One of the great joys about being a landscape gardener is that I discover something new every day. My profession is in part a contradiction: as a landscaper I exist to tame gardens or to arrange them from scratch. But gardens are composed of wild things. Wild things grow. They are dynamic. They interact and they compete. And sometimes, they bite.
This afternoon for example, I just returned from lunch to a Worcestershire garden to find a magpie enjoying the culinary treat that is very rare baby rabbit. I had seen the rabbits in the morning, where the long grass under the birch trees meets the freshly cut lawn, joyously running about and nibbling before fleeing the sight of me. But this afternoon, one of the herd would not be re-joining the warren. But did the magpie actually kill the rabbit or was it something else? (I’ve seen them take live mice and rats before, but a rabbit?) My curiosity piqued, I investigated the grisly sight more closely.
Sparing you the CSI details, the body was still intact and the magpie had only begun to pluck the fur from the belly. If a fox had taken it, there would have been far more damage. And it had only been killed in the last hour or so, since I had left this particular garden for my lunch.

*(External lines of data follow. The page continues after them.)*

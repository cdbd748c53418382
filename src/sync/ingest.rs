//! Action ingestion
//!
//! Pulls a domain's action log from the ledger and stores it with gapless ids
//! and a verified hash chain. Records are keyed by hash, so re-running over an
//! overlapping range is a no-op.

use std::sync::Arc;
use tracing::{debug, info};

use crate::db::schemas::ActionDoc;
use crate::domain::{hash_payload, DomainDescriptor};
use crate::ledger::LedgerClient;
use crate::store::MirrorStore;
use crate::types::{Hash32, MirrorError, Result};

#[derive(Debug, Clone, Default, PartialEq, Eq)]
pub struct IngestReport {
    pub fetched: usize,
    pub inserted: usize,
    pub last_action_id: Option<u64>,
}

pub struct Ingestor {
    store: Arc<dyn MirrorStore>,
    ledger: Arc<dyn LedgerClient>,
}

impl Ingestor {
    pub fn new(store: Arc<dyn MirrorStore>, ledger: Arc<dyn LedgerClient>) -> Self {
        Self { store, ledger }
    }

    pub async fn ingest(&self, domain: &DomainDescriptor, address: &str) -> Result<IngestReport> {
        let kind = domain.kind;
        let last = self.store.last_action(kind).await?;
        let from = last.as_ref().map(|a| a.action_hash);
        let fetched = self.ledger.fetch_actions(address, from.as_ref()).await?;

        let mut report = IngestReport {
            fetched: fetched.len(),
            inserted: 0,
            last_action_id: last.as_ref().map(|a| a.action_id),
        };
        let mut next_id = last.as_ref().map(|a| a.action_id + 1).unwrap_or(0);
        let mut previous = from.unwrap_or_else(Hash32::genesis);

        for entry in fetched {
            let computed = hash_payload(&entry.payload);
            if computed != entry.hash {
                return Err(MirrorError::ChainBroken(format!(
                    "{} ledger hash {} does not match payload hash {}",
                    kind, entry.hash, computed
                )));
            }

            if let Some(existing) = self.store.action_by_hash(kind, &entry.hash).await? {
                debug!(domain = %kind, action_id = existing.action_id, "Action already stored");
                if existing.action_id + 1 > next_id {
                    next_id = existing.action_id + 1;
                }
                previous = existing.action_hash;
                continue;
            }

            let action = (domain.decode)(&entry.payload)?;
            let doc = ActionDoc::new(kind, next_id, entry.hash, previous, entry.payload, action);
            if self.store.insert_action(doc).await? {
                report.inserted += 1;
            }
            report.last_action_id = Some(next_id);
            previous = entry.hash;
            next_id += 1;
        }

        if report.inserted > 0 {
            info!(
                domain = %kind,
                inserted = report.inserted,
                last_action_id = ?report.last_action_id,
                "Ingested actions"
            );
        }
        Ok(report)
    }
}

#[cfg(test)]
mod tests {
    use super::*;
    use crate::domain::{committee, CommitteeAction, DomainKind};
    use crate::ledger::{LedgerAction, LedgerEvent, LedgerState, MemoryLedger};
    use crate::store::MemoryStore;
    use crate::sync::Reducer;
    use async_trait::async_trait;

    fn create(n: usize) -> Vec<String> {
        CommitteeAction::Create {
            threshold: 1,
            members: (0..n).map(|i| format!("pk{}", i)).collect(),
            ipfs_hash: String::new(),
        }
        .encode()
    }

    #[tokio::test]
    async fn test_chain_links_and_ids() {
        let ledger = Arc::new(MemoryLedger::new());
        let store = Arc::new(MemoryStore::new());
        let h0 = ledger.push_action("c", create(1));
        let h1 = ledger.push_action("c", create(2));
        let ingestor = Ingestor::new(store.clone(), ledger.clone());

        let report = ingestor.ingest(&committee::COMMITTEE, "c").await.unwrap();
        assert_eq!(report.inserted, 2);

        let stored = store.actions_from(DomainKind::Committee, 0, 10).await.unwrap();
        assert_eq!(stored[0].previous_action_hash, Hash32::genesis());
        assert_eq!(stored[0].action_hash, h0);
        assert_eq!(stored[1].previous_action_hash, h0);
        assert_eq!(stored[1].action_hash, h1);
        assert_eq!(stored[1].action_id, 1);
    }

    /// Ledger that ignores the cursor and always returns its whole log
    struct OverlappingLedger(MemoryLedger);

    #[async_trait]
    impl LedgerClient for OverlappingLedger {
        async fn fetch_actions(&self, a: &str, _: Option<&Hash32>) -> Result<Vec<LedgerAction>> {
            self.0.fetch_actions(a, None).await
        }
        async fn fetch_events(
            &self,
            a: &str,
            f: Option<u64>,
            t: Option<u64>,
        ) -> Result<Vec<LedgerEvent>> {
            self.0.fetch_events(a, f, t).await
        }
        async fn fetch_state(&self, a: &str) -> Result<LedgerState> {
            self.0.fetch_state(a).await
        }
        async fn fetch_nonce(&self, a: &str) -> Result<u64> {
            self.0.fetch_nonce(a).await
        }
        async fn submit_transaction(&self, p: &[u8], s: &str) -> Result<String> {
            self.0.submit_transaction(p, s).await
        }
    }

    #[tokio::test]
    async fn test_overlapping_range_is_noop() {
        let inner = MemoryLedger::new();
        inner.push_action("c", create(1));
        inner.push_action("c", create(2));
        let ledger = Arc::new(OverlappingLedger(inner));
        let store = Arc::new(MemoryStore::new());
        let ingestor = Ingestor::new(store.clone(), ledger.clone());

        ingestor.ingest(&committee::COMMITTEE, "c").await.unwrap();
        ledger.0.push_action("c", create(3));
        let second = ingestor.ingest(&committee::COMMITTEE, "c").await.unwrap();
        assert_eq!(second.fetched, 3);
        assert_eq!(second.inserted, 1);
        assert_eq!(second.last_action_id, Some(2));
        assert_eq!(store.count_actions(DomainKind::Committee).await.unwrap(), 3);
    }

    #[tokio::test]
    async fn test_undecodable_payload_aborts_cycle() {
        let ledger = Arc::new(MemoryLedger::new());
        let store = Arc::new(MemoryStore::new());
        ledger.push_action("c", vec!["9".to_string()]);
        let err = Ingestor::new(store.clone(), ledger)
            .ingest(&committee::COMMITTEE, "c")
            .await
            .unwrap_err();
        assert!(matches!(err, MirrorError::Decode(_)));
        assert_eq!(store.count_actions(DomainKind::Committee).await.unwrap(), 0);
    }

    #[tokio::test]
    async fn test_invalid_committee_is_stored_and_skipped() {
        let ledger = Arc::new(MemoryLedger::new());
        let store = Arc::new(MemoryStore::new());
        let zero_threshold = CommitteeAction::Create {
            threshold: 0,
            members: vec!["pk0".to_string()],
            ipfs_hash: String::new(),
        };
        ledger.push_action("c", zero_threshold.encode());
        ledger.push_action("c", create(2));

        let report = Ingestor::new(store.clone(), ledger)
            .ingest(&committee::COMMITTEE, "c")
            .await
            .unwrap();
        assert_eq!(report.inserted, 2);

        let reduced = Reducer::new(store.clone(), 10)
            .reduce(&committee::COMMITTEE)
            .await
            .unwrap();
        assert_eq!(reduced.noops, 1);
        assert_eq!(reduced.reduced_through, Some(1));
        let committees = store.list_entities(DomainKind::Committee, false).await.unwrap();
        assert_eq!(committees.len(), 1);
        assert_eq!(committees[0].key, "1");
    }
}
//! Two-level mirror of a domain's on-chain commitment tree
//!
//! Level-1 leaves are either scalar commitments or the root of a level-2
//! subtree. A mirror is immutable once built; the sync pipeline rebuilds one
//! from scratch every cycle and publishes it to the [`MirrorRegistry`].

use chrono::{DateTime, Utc};
use dashmap::DashMap;
use serde::Serialize;
use std::collections::BTreeMap;
use std::sync::Arc;

use super::tree::{MerkleWitness, SparseMerkleTree};
use crate::domain::{DomainKind, Placement, TreeShape};
use crate::types::{Hash32, MirrorError, Result};

#[derive(Debug, Clone)]
pub struct MerkleMirror {
    domain: DomainKind,
    shape: TreeShape,
    level1: SparseMerkleTree,
    subtrees: BTreeMap<u64, SparseMerkleTree>,
    /// Shared empty level-2 tree; its root fills every unallocated level-1 slot
    empty_subtree: Option<SparseMerkleTree>,
    watermark: Option<u64>,
    built_at: DateTime<Utc>,
}

/// Authentication path for one slot, valid against `root`
#[derive(Debug, Clone, PartialEq, Eq, Serialize)]
pub struct MirrorWitness {
    pub domain: DomainKind,
    pub root: Hash32,
    pub level1: u64,
    pub level2: Option<u64>,
    /// Leaf at the requested position (subtree root when `level2` is None)
    pub leaf: Hash32,
    pub level2_path: Option<MerkleWitness>,
    pub level1_path: MerkleWitness,
}

impl MirrorWitness {
    /// Recompute the root from the leaf and both paths
    pub fn compute_root(&self) -> Hash32 {
        let level1_leaf = match &self.level2_path {
            Some(path) => path.compute_root(&self.leaf),
            None => self.leaf,
        };
        self.level1_path.compute_root(&level1_leaf)
    }

    pub fn verify(&self) -> bool {
        self.compute_root() == self.root
    }
}

impl MerkleMirror {
    /// Build a mirror from scratch out of entity placements
    pub fn build<I>(
        domain: DomainKind,
        shape: TreeShape,
        placements: I,
        watermark: Option<u64>,
    ) -> Result<Self>
    where
        I: IntoIterator<Item = Placement>,
    {
        let mut scalars: Vec<(u64, Hash32)> = Vec::new();
        let mut groups: BTreeMap<u64, Vec<(u64, Hash32)>> = BTreeMap::new();

        for p in placements {
            match (shape.level2_height, p.level2) {
                (None, None) => scalars.push((p.level1, p.leaf)),
                (Some(_), Some(l2)) => groups.entry(p.level1).or_default().push((l2, p.leaf)),
                _ => {
                    return Err(MirrorError::InvalidSlot(format!(
                        "{} placement at {}/{:?} does not fit the tree shape",
                        domain, p.level1, p.level2
                    )))
                }
            }
        }

        let (level1, subtrees, empty_subtree) = match shape.level2_height {
            None => (
                SparseMerkleTree::from_leaves(shape.level1_height, Hash32::ZERO, scalars)?,
                BTreeMap::new(),
                None,
            ),
            Some(h2) => {
                let empty_subtree = SparseMerkleTree::new(h2, Hash32::ZERO)?;
                let mut subtrees = BTreeMap::new();
                for (l1, members) in groups {
                    subtrees.insert(l1, SparseMerkleTree::from_leaves(h2, Hash32::ZERO, members)?);
                }
                let level1 = SparseMerkleTree::from_leaves(
                    shape.level1_height,
                    empty_subtree.root(),
                    subtrees.iter().map(|(l1, tree)| (*l1, tree.root())),
                )?;
                (level1, subtrees, Some(empty_subtree))
            }
        };

        Ok(Self {
            domain,
            shape,
            level1,
            subtrees,
            empty_subtree,
            watermark,
            built_at: Utc::now(),
        })
    }

    pub fn domain(&self) -> DomainKind {
        self.domain
    }

    pub fn root(&self) -> Hash32 {
        self.level1.root()
    }

    pub fn watermark(&self) -> Option<u64> {
        self.watermark
    }

    pub fn built_at(&self) -> DateTime<Utc> {
        self.built_at
    }

    /// Number of occupied level-1 slots
    pub fn occupied(&self) -> usize {
        self.level1.len()
    }

    /// Level-1 leaf: scalar commitment or subtree root
    pub fn level1_leaf(&self, level1: u64) -> Result<Hash32> {
        self.level1.leaf(level1)
    }

    pub fn get_witness(&self, level1: u64, level2: Option<u64>) -> Result<MirrorWitness> {
        let level1_path = self.level1.witness(level1)?;
        let (leaf, level2_path) = match (level2, &self.empty_subtree) {
            (None, _) => (self.level1.leaf(level1)?, None),
            (Some(l2), Some(empty)) => {
                let subtree = self.subtrees.get(&level1).unwrap_or(empty);
                (subtree.leaf(l2)?, Some(subtree.witness(l2)?))
            }
            (Some(_), None) => {
                return Err(MirrorError::InvalidSlot(format!(
                    "{} has no level-2 trees",
                    self.domain
                )))
            }
        };
        Ok(MirrorWitness {
            domain: self.domain,
            root: self.root(),
            level1,
            level2,
            leaf,
            level2_path,
            level1_path,
        })
    }

    pub fn shape(&self) -> TreeShape {
        self.shape
    }
}

/// Read-only witness capability handed to consumers of the mirror
pub trait WitnessProvider: Send + Sync {
    fn get_witness(
        &self,
        domain: DomainKind,
        level1: u64,
        level2: Option<u64>,
    ) -> Result<MirrorWitness>;
}

/// Latest completed rebuild per domain. Snapshots are swapped whole.
#[derive(Debug, Default)]
pub struct MirrorRegistry {
    mirrors: DashMap<DomainKind, Arc<MerkleMirror>>,
}

impl MirrorRegistry {
    pub fn new() -> Self {
        Self::default()
    }

    pub fn publish(&self, mirror: MerkleMirror) -> Arc<MerkleMirror> {
        let mirror = Arc::new(mirror);
        self.mirrors.insert(mirror.domain(), mirror.clone());
        mirror
    }

    pub fn get(&self, domain: DomainKind) -> Option<Arc<MerkleMirror>> {
        self.mirrors.get(&domain).map(|m| m.value().clone())
    }

    pub fn domains(&self) -> Vec<DomainKind> {
        let mut domains: Vec<_> = self.mirrors.iter().map(|e| *e.key()).collect();
        domains.sort();
        domains
    }
}

impl WitnessProvider for MirrorRegistry {
    fn get_witness(
        &self,
        domain: DomainKind,
        level1: u64,
        level2: Option<u64>,
    ) -> Result<MirrorWitness> {
        let mirror = self
            .get(domain)
            .ok_or_else(|| MirrorError::NotFound(format!("no mirror built yet for {}", domain)))?;
        mirror.get_witness(level1, level2)
    }
}

#[cfg(test)]
mod tests {
    use super::*;
    use crate::merkle::{commit_leaf, tree::empty_hashes};

    const SUBTREE: TreeShape = TreeShape {
        level1_height: 4,
        level2_height: Some(2),
    };

    fn member(n: u64) -> Hash32 {
        commit_leaf(&[&n.to_be_bytes()])
    }

    fn placements() -> Vec<Placement> {
        vec![
            Placement { level1: 2, level2: Some(0), leaf: member(0) },
            Placement { level1: 2, level2: Some(1), leaf: member(1) },
            Placement { level1: 5, level2: Some(3), leaf: member(3) },
        ]
    }

    #[test]
    fn test_rebuild_is_deterministic() {
        let a = MerkleMirror::build(DomainKind::Committee, SUBTREE, placements(), Some(1)).unwrap();
        let mut reversed = placements();
        reversed.reverse();
        let b = MerkleMirror::build(DomainKind::Committee, SUBTREE, reversed, Some(1)).unwrap();
        assert_eq!(a.root(), b.root());
        assert_eq!(a.occupied(), 2);
    }

    #[test]
    fn test_unallocated_slots_share_empty_subtree_root() {
        let mirror = MerkleMirror::build(DomainKind::Committee, SUBTREE, placements(), None).unwrap();
        let empty_subtree_root = empty_hashes(2, Hash32::ZERO)[2];
        assert_eq!(mirror.level1_leaf(0).unwrap(), empty_subtree_root);
        assert_eq!(mirror.level1_leaf(15).unwrap(), empty_subtree_root);
        assert_ne!(mirror.level1_leaf(2).unwrap(), empty_subtree_root);

        let empty = MerkleMirror::build(DomainKind::Committee, SUBTREE, vec![], None).unwrap();
        assert_eq!(empty.root(), empty_hashes(4, empty_subtree_root)[4]);
    }

    #[test]
    fn test_witnesses_verify_at_both_levels() {
        let mirror = MerkleMirror::build(DomainKind::Committee, SUBTREE, placements(), None).unwrap();
        for (l1, l2) in [(2, None), (2, Some(1)), (5, Some(3)), (7, Some(0)), (7, None)] {
            let w = mirror.get_witness(l1, l2).unwrap();
            assert!(w.verify(), "witness {}/{:?} failed", l1, l2);
            assert_eq!(w.root, mirror.root());
        }
        let w = mirror.get_witness(2, Some(1)).unwrap();
        assert_eq!(w.leaf, member(1));
    }

    #[test]
    fn test_shape_mismatch_rejected() {
        let scalar = TreeShape { level1_height: 4, level2_height: None };
        assert!(MerkleMirror::build(DomainKind::Request, scalar, placements(), None).is_err());
        let ok = MerkleMirror::build(
            DomainKind::Request,
            scalar,
            vec![Placement { level1: 1, level2: None, leaf: member(9) }],
            None,
        )
        .unwrap();
        assert!(matches!(ok.get_witness(1, Some(0)), Err(MirrorError::InvalidSlot(_))));
        assert!(ok.get_witness(1, None).unwrap().verify());
    }

    #[test]
    fn test_registry_replaces_snapshot() {
        let registry = MirrorRegistry::new();
        assert!(matches!(
            registry.get_witness(DomainKind::Committee, 0, None),
            Err(MirrorError::NotFound(_))
        ));
        let first = MerkleMirror::build(DomainKind::Committee, SUBTREE, vec![], None).unwrap();
        let held = registry.publish(first);
        let second = MerkleMirror::build(DomainKind::Committee, SUBTREE, placements(), None).unwrap();
        registry.publish(second);
        assert_ne!(held.root(), registry.get(DomainKind::Committee).unwrap().root());
        assert_eq!(registry.domains(), vec![DomainKind::Committee]);
    }
}
//! Database schemas: actions, entities, cursors and aggregates

mod action;
mod cursor;
mod entity;
mod metadata;

pub use action::{ActionDoc, ACTION_COLLECTION};
pub use cursor::{AggregateDoc, CursorDoc, CursorName, AGGREGATE_COLLECTION, CURSOR_COLLECTION};
pub use entity::{EntityDoc, ENTITY_COLLECTION};
pub use metadata::Metadata;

I packed up my things and left the rabbit where it was. As I left the garden, the magpie was now joined by its mate, each pecking at it in turn as the other kept a lookout. Yet even as I watched, the familiar ‘Gronk’ call of the raven signalled the arrival of a newer, bigger garden beast. The magpies were driven off whilst two ravens took their fill. One of them ate, its hooked bill more suitable for the carrion than the magpies, and the other one ‘cawed’ away, inches from the butcher. And then I realised that the second one must have been its offspring, screaming at its parent for food.
Strange to admit, but the sight of that cheered me. As a landscaper, I am a conservationist at heart, working in gardens, taming the wild areas for a short time, but never ignorant of what conservation actually means: letting the natural world remain natural, with all its many bloodied teeth and red-stained claws. It was something that was imparted to be by an old mentor: “A good landscape gardener works with nature, and never against it.”
Interesting Fact: Ravens are one of the few animals that actually make their own toys by breaking twigs of branches to play with socially! (Professor Heinrich, Mind of the Raven, 1997).